The suggestion that the ideas of the balance of nature and ecosystems thinking is all bunk, is all new to me. That's really interesting. I've fairly unthinkingly bought into a strain of thought that we are affecting an implicit natural balance, the narrative that we're interfering with delicately balanced ecosystems, and that we need to not do that, in order to prevent the worst of climate breakdown. I'd never really thought of that as being concomitant with trying to preserve an unequal system.
I found it really interesting when talking about the Club of Rome and limits to growth. Apparently the idea of stopping growth and finding ‘a natural balance’ (in an attempt to curtail climate catastrophe) was protested at the time as being akin to Jan Smuts’ ‘holism’ – a disingenuous and racist way to maintain a currently unequal system. I guess the protestors weren’t championing growth, though – presumably they wanted a complete system change altogether.

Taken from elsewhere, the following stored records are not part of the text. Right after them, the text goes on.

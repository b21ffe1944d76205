//! Secret reference resolver.
//!
//! Credential-bearing values in `config.toml` (and the `auth import`
//! argument) can point outside the file:
//!
//! - `pass::path/in/store` runs `pass show path/in/store` and takes the first line
//! - `env::VAR_NAME` reads `$VAR_NAME`
//! - anything else is used as-is

/// Resolves a value that may contain a secret reference prefix.
///
/// Resolved values are trimmed; a reference that resolves to nothing is an
/// error so that a blank token never reaches the network.
pub fn resolve(value: &str) -> Result<String, String> {
    if let Some(path) = value.strip_prefix("pass::") {
        non_empty(resolve_pass(path)?, value)
    } else if let Some(var) = value.strip_prefix("env::") {
        non_empty(resolve_env(var)?, value)
    } else {
        Ok(value.to_string())
    }
}

/// Returns true if `value` is a `pass::` or `env::` reference.
pub fn is_reference(value: &str) -> bool {
    value.starts_with("pass::") || value.starts_with("env::")
}

fn non_empty(resolved: String, reference: &str) -> Result<String, String> {
    let trimmed = resolved.trim();
    if trimmed.is_empty() {
        return Err(format!("`{}` resolved to an empty value", reference));
    }
    Ok(trimmed.to_string())
}

/// Runs `pass show <path>` and returns the first line of stdout.
fn resolve_pass(path: &str) -> Result<String, String> {
    let output = std::process::Command::new("pass")
        .arg("show")
        .arg(path)
        .output()
        .map_err(|e| format!("failed to run `pass show {}`: {}", path, e))?;

    if !output.status.success() {
        let stderr = String::from_utf8_lossy(&output.stderr);
        return Err(format!(
            "`pass show {}` failed (exit {}): {}",
            path,
            output.status,
            stderr.trim()
        ));
    }

    let stdout = String::from_utf8_lossy(&output.stdout);
    stdout
        .lines()
        .next()
        .map(|s| s.to_string())
        .ok_or_else(|| format!("`pass show {}` produced no output", path))
}

/// Reads an environment variable.
fn resolve_env(var: &str) -> Result<String, String> {
    std::env::var(var).map_err(|_| format!("environment variable `{}` is not set", var))
}

#[cfg(test)]
mod tests {
    use super::*;

    #[test]
    fn plain_text_passthrough() {
        assert_eq!(resolve("xoxb-plain").unwrap(), "xoxb-plain");
        assert_eq!(resolve("").unwrap(), "");
        assert!(!is_reference("xoxb-plain"));
        assert!(is_reference("env::X"));
        assert!(is_reference("pass::slack/bot"));
    }

    #[test]
    fn env_prefix_resolves_and_trims() {
        unsafe {
            std::env::set_var("_SHEETSYNC_TEST_SECRET", "  rt-value\n");
        }
        assert_eq!(resolve("env::_SHEETSYNC_TEST_SECRET").unwrap(), "rt-value");
        unsafe {
            std::env::remove_var("_SHEETSYNC_TEST_SECRET");
        }
    }

    #[test]
    fn env_prefix_empty_value_errors() {
        unsafe {
            std::env::set_var("_SHEETSYNC_TEST_EMPTY", "   ");
        }
        let err = resolve("env::_SHEETSYNC_TEST_EMPTY").unwrap_err();
        assert!(err.contains("empty"));
        unsafe {
            std::env::remove_var("_SHEETSYNC_TEST_EMPTY");
        }
    }

    #[test]
    fn env_prefix_missing_var_errors() {
        let err = resolve("env::_SHEETSYNC_NONEXISTENT_VAR_12345").unwrap_err();
        assert!(err.contains("not set"));
    }

    #[test]
    fn pass_prefix_missing_entry_errors() {
        // Fails whether or not `pass` is installed.
        let result = resolve("pass::nonexistent/entry/that/should/not/exist/12345");
        assert!(result.is_err());
    }
}
//! Subcommand implementations.

pub mod auth;
pub mod config;
pub mod run;
//! Masking of secrets before they reach logs or terminal output.

use std::fmt;

/// Number of leading characters shown for a redacted secret.
const VISIBLE_PREFIX: usize = 4;

/// Masks a secret, keeping a short prefix so that values can be told apart.
///
/// Secrets shorter than twice the visible prefix are fully hidden.
pub fn redact(secret: &str) -> String {
    Redacted(secret).to_string()
}

/// Display wrapper that prints a secret in redacted form.
///
/// Handy as a tracing field: `debug!(token = %Redacted(&token), ...)`.
#[derive(Clone, Copy)]
pub struct Redacted<'a>(pub &'a str);

impl fmt::Display for Redacted<'_> {
    fn fmt(&self, f: &mut fmt::Formatter<'_>) -> fmt::Result {
        let len = self.0.chars().count();
        if len == 0 {
            return f.write_str("<empty>");
        }
        if len < VISIBLE_PREFIX * 2 {
            return write!(f, "***(len {})", len);
        }
        let prefix: String = self.0.chars().take(VISIBLE_PREFIX).collect();
        write!(f, "{}…(len {})", prefix, len)
    }
}

impl fmt::Debug for Redacted<'_> {
    fn fmt(&self, f: &mut fmt::Formatter<'_>) -> fmt::Result {
        fmt::Display::fmt(self, f)
    }
}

I think he probably strawmans cybernetics a bit for his own ends there, but I suppose machine control makes for a good boogieman. He also seemed to be saying that hiearchy creeps in, however horizontal and interconnected you try to make your structure, so you shouldn’t bother trying a flat structure. Again, I don’t think total flatness is really how cybernetics presents systems theory though (although I don’t know a lot about cybernetics to be fair.)
I think the main gist of the argument was against the ideas from systems theory and cybernetics that either nature or society have a tendency to self-regulate and self-stabilise. He seemed to be making the point that all attempts at a kind of social homeostasis are doomed to failure, because it’s based on flawed thinking, and that it doesn’t translate from machines to societies.